A payment solutions vendor called Paya on Wednesday launched a platform it said will make it easier for B2B merchants to accept Apple Pay, Android Pay and other point-of-sale and transactional options from their customers.
Paya, which is based in Atlanta, is aiming Paya Connect at enterprise developers in health-care, the non-profit sector and other markets. The platform, which is based on a set of application programming interfaces (APIs) and code libraries, will allow software teams to create systems for managing everything from mobile payments to complex fund transfers in a secure way without having to install additional hardware or other software products, the firm said.
Besides click-to-pay invoicing and recurring payment capabilities, Paya said the four products within Paya Connect will be able to accommodate credit and debit cards, automated clearing house (ACH) or electronic funds transfer (EFT) transactions, electronic benefit transfer (EBT), and flexible spending account (FSA) transactions. Global data enrichment features, meanwhile, will be important for particular B2B scenarios, according to Greg Cohen, Pay’s CEO.
“Paya has developed a proprietary formula for optimizing purchasing card transactions to not only qualify for the lowest rates available, but also pass key data elements to the business,” Cohen told B2B News Network via e-mail. “In addition, we have created additional fields in our API’s to capture and push data to our clients for everything from complex reconciliation to tracking of PO’s and inventory.”
Paya has been delivering solutions to manufacturers, wholesalers and distributors for years both in a stand-alone fashion as well as thru deep integrations with client’s ERP systems, Cohen said. As it continues to develop its suite of ERP integrations, he said the firm will be able to expand the reach of B2B clients that can take advantage of its more specialized services.

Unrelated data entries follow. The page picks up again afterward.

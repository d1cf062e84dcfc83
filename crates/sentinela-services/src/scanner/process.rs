//! Subprocess scan engine: one `clamscan`-compatible process per file.
//!
//! Exit codes: 0 clean, 1 infected (threats on stdout as
//! `<path>: <threat> FOUND`), anything else is an engine failure.

use async_trait::async_trait;
use std::path::{Path, PathBuf};
use std::process::Stdio;
use std::time::{Duration, Instant};
use tokio::io::{AsyncRead, AsyncReadExt};
use tokio::process::Command;
use tokio::task::JoinHandle;

use sentinela_core::ScanVerdict;

use super::{parse_threat_names, prepare_target, ScanError, VirusScanner, UNKNOWN_THREAT};

/// Per-stream ceiling on captured engine output.
pub const MAX_CAPTURED_OUTPUT: usize = 64 * 1024;

const DEFAULT_PROBE_TIMEOUT_SECS: u64 = 5;

#[derive(Clone, Debug)]
pub struct ProcessScanGateway {
    program: PathBuf,
    args: Vec<String>,
    allowed_roots: Vec<PathBuf>,
    probe_timeout: Duration,
}

impl ProcessScanGateway {
    /// Create a gateway for `program`.
    ///
    /// # Arguments
    /// * `program` - engine executable, e.g. `clamscan`
    /// * `args` - arguments placed before the file path
    /// * `allowed_roots` - directories files must resolve into
    pub fn new(
        program: impl Into<PathBuf>,
        args: Vec<String>,
        allowed_roots: Vec<PathBuf>,
    ) -> Self {
        Self {
            program: program.into(),
            args,
            allowed_roots,
            probe_timeout: Duration::from_secs(DEFAULT_PROBE_TIMEOUT_SECS),
        }
    }

    pub fn with_probe_timeout(mut self, probe_timeout: Duration) -> Self {
        self.probe_timeout = probe_timeout;
        self
    }

    pub fn from_config(config: &sentinela_core::ScanConfig) -> Self {
        Self::new(
            config.clamscan_path.clone(),
            config.clamscan_args.clone(),
            config.allowed_roots.clone(),
        )
        .with_probe_timeout(config.probe_timeout())
    }
}

/// Reads at most `cap` bytes and drains the rest so the child never blocks
/// on a full pipe.
async fn read_capped<R: AsyncRead + Unpin>(mut reader: R, cap: usize) -> Vec<u8> {
    let mut captured = Vec::new();
    let mut chunk = [0u8; 8192];
    loop {
        match reader.read(&mut chunk).await {
            Ok(0) | Err(_) => break,
            Ok(n) => {
                let room = cap.saturating_sub(captured.len());
                captured.extend_from_slice(&chunk[..n.min(room)]);
            }
        }
    }
    captured
}

fn spawn_capture<R>(reader: Option<R>) -> JoinHandle<Vec<u8>>
where
    R: AsyncRead + Unpin + Send + 'static,
{
    tokio::spawn(async move {
        match reader {
            Some(reader) => read_capped(reader, MAX_CAPTURED_OUTPUT).await,
            None => Vec::new(),
        }
    })
}

#[async_trait]
impl VirusScanner for ProcessScanGateway {
    fn engine_name(&self) -> &str {
        self.program
            .file_name()
            .and_then(|name| name.to_str())
            .unwrap_or("clamscan")
    }

    #[tracing::instrument(skip(self), fields(engine = %self.engine_name()))]
    async fn scan(
        &self,
        path: &Path,
        max_size: u64,
        timeout: Duration,
    ) -> Result<ScanVerdict, ScanError> {
        let (target, size) = prepare_target(path, &self.allowed_roots, max_size).await?;
        let start = Instant::now();
        let deadline = tokio::time::Instant::now() + timeout;
        tracing::debug!(size_bytes = size, "Starting antivirus scan");

        let mut child = Command::new(&self.program)
            .args(&self.args)
            .arg(&target)
            .stdin(Stdio::null())
            .stdout(Stdio::piped())
            .stderr(Stdio::piped())
            .kill_on_drop(true)
            .spawn()
            .map_err(|e| ScanError::EngineUnavailable(e.to_string()))?;

        let stdout = spawn_capture(child.stdout.take());
        let stderr = spawn_capture(child.stderr.take());

        let status = match tokio::time::timeout_at(deadline, child.wait()).await {
            Ok(Ok(status)) => status,
            Ok(Err(e)) => {
                stdout.abort();
                stderr.abort();
                return Err(ScanError::Internal(format!(
                    "Failed to wait for scan engine: {}",
                    e
                )));
            }
            Err(_) => {
                // kill() also reaps the child
                if let Err(e) = child.kill().await {
                    tracing::error!(error = %e, "Failed to kill timed out scan engine");
                }
                stdout.abort();
                stderr.abort();
                let timeout_ms = timeout.as_millis() as u64;
                tracing::warn!(timeout_ms, "Antivirus scan timed out");
                return Err(ScanError::ScanTimeout { timeout_ms });
            }
        };

        // A descendant still holding the pipes keeps the capture open
        let (stdout_abort, stderr_abort) = (stdout.abort_handle(), stderr.abort_handle());
        let (stdout, stderr) = match tokio::time::timeout_at(deadline, async {
            (stdout.await, stderr.await)
        })
        .await
        {
            Ok((stdout, stderr)) => (stdout.unwrap_or_default(), stderr.unwrap_or_default()),
            Err(_) => {
                stdout_abort.abort();
                stderr_abort.abort();
                let timeout_ms = timeout.as_millis() as u64;
                tracing::warn!(timeout_ms, "Scan engine output still open at timeout");
                return Err(ScanError::ScanTimeout { timeout_ms });
            }
        };
        let elapsed_ms = start.elapsed().as_millis() as u64;

        match status.code() {
            Some(0) => {
                tracing::info!(duration_ms = elapsed_ms, "File scan completed: clean");
                Ok(ScanVerdict::clean(target, elapsed_ms, self.engine_name()))
            }
            Some(1) => {
                let mut threats = parse_threat_names(&String::from_utf8_lossy(&stdout));
                if threats.is_empty() {
                    threats.push(UNKNOWN_THREAT.to_string());
                }
                tracing::warn!(
                    duration_ms = elapsed_ms,
                    threats = %threats.join(", "),
                    "File scan detected malware"
                );
                Ok(ScanVerdict::infected(
                    target,
                    threats,
                    elapsed_ms,
                    self.engine_name(),
                ))
            }
            exit_code => {
                let stderr = String::from_utf8_lossy(&stderr).trim().to_string();
                tracing::error!(?exit_code, stderr = %stderr, "Scan engine failed");
                Err(ScanError::EngineError { exit_code, stderr })
            }
        }
    }

    async fn is_available(&self) -> bool {
        let probe = Command::new(&self.program)
            .args(&self.args)
            .arg("--version")
            .stdin(Stdio::null())
            .stdout(Stdio::null())
            .stderr(Stdio::null())
            .kill_on_drop(true)
            .status();

        match tokio::time::timeout(self.probe_timeout, probe).await {
            Ok(Ok(status)) => status.success(),
            Ok(Err(e)) => {
                tracing::warn!(error = %e, program = %self.program.display(), "Scan engine probe failed");
                false
            }
            Err(_) => {
                tracing::warn!(program = %self.program.display(), "Scan engine probe timed out");
                false
            }
        }
    }
}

Part of the problem in many B2B organizations is that the developers it employs are typically focused on applications to enable productivity or information exchange. They don’t necessarily have deep expertise in payments, a space that has evolved rapidly and is highly influenced by behaviors in the consumer market. Paya said Paya Connect will mean they can turn around projects more quickly and easily, and integrate them more readily as regulations or protocols change.
Part of the value in Paya Connect will come with the way it eases certain aspects of financial transactions. The platform has been designed to securely store and ‘tokenize’ all cardholder information, for example, to allow merchants to store it for recurring payments, and automatically updates expired credit and debit cards for increased approvals.
This kind of user experience is particularly critical given who tends to be leading the change in terms of how B2B firms integrate payments into the customer experience, Cohen added.
“Key decision makers often sit within the finance department but as payments really becomes part of the user (buyer and/or seller) experience, the decision-making team often expands to the marketing department,” he said.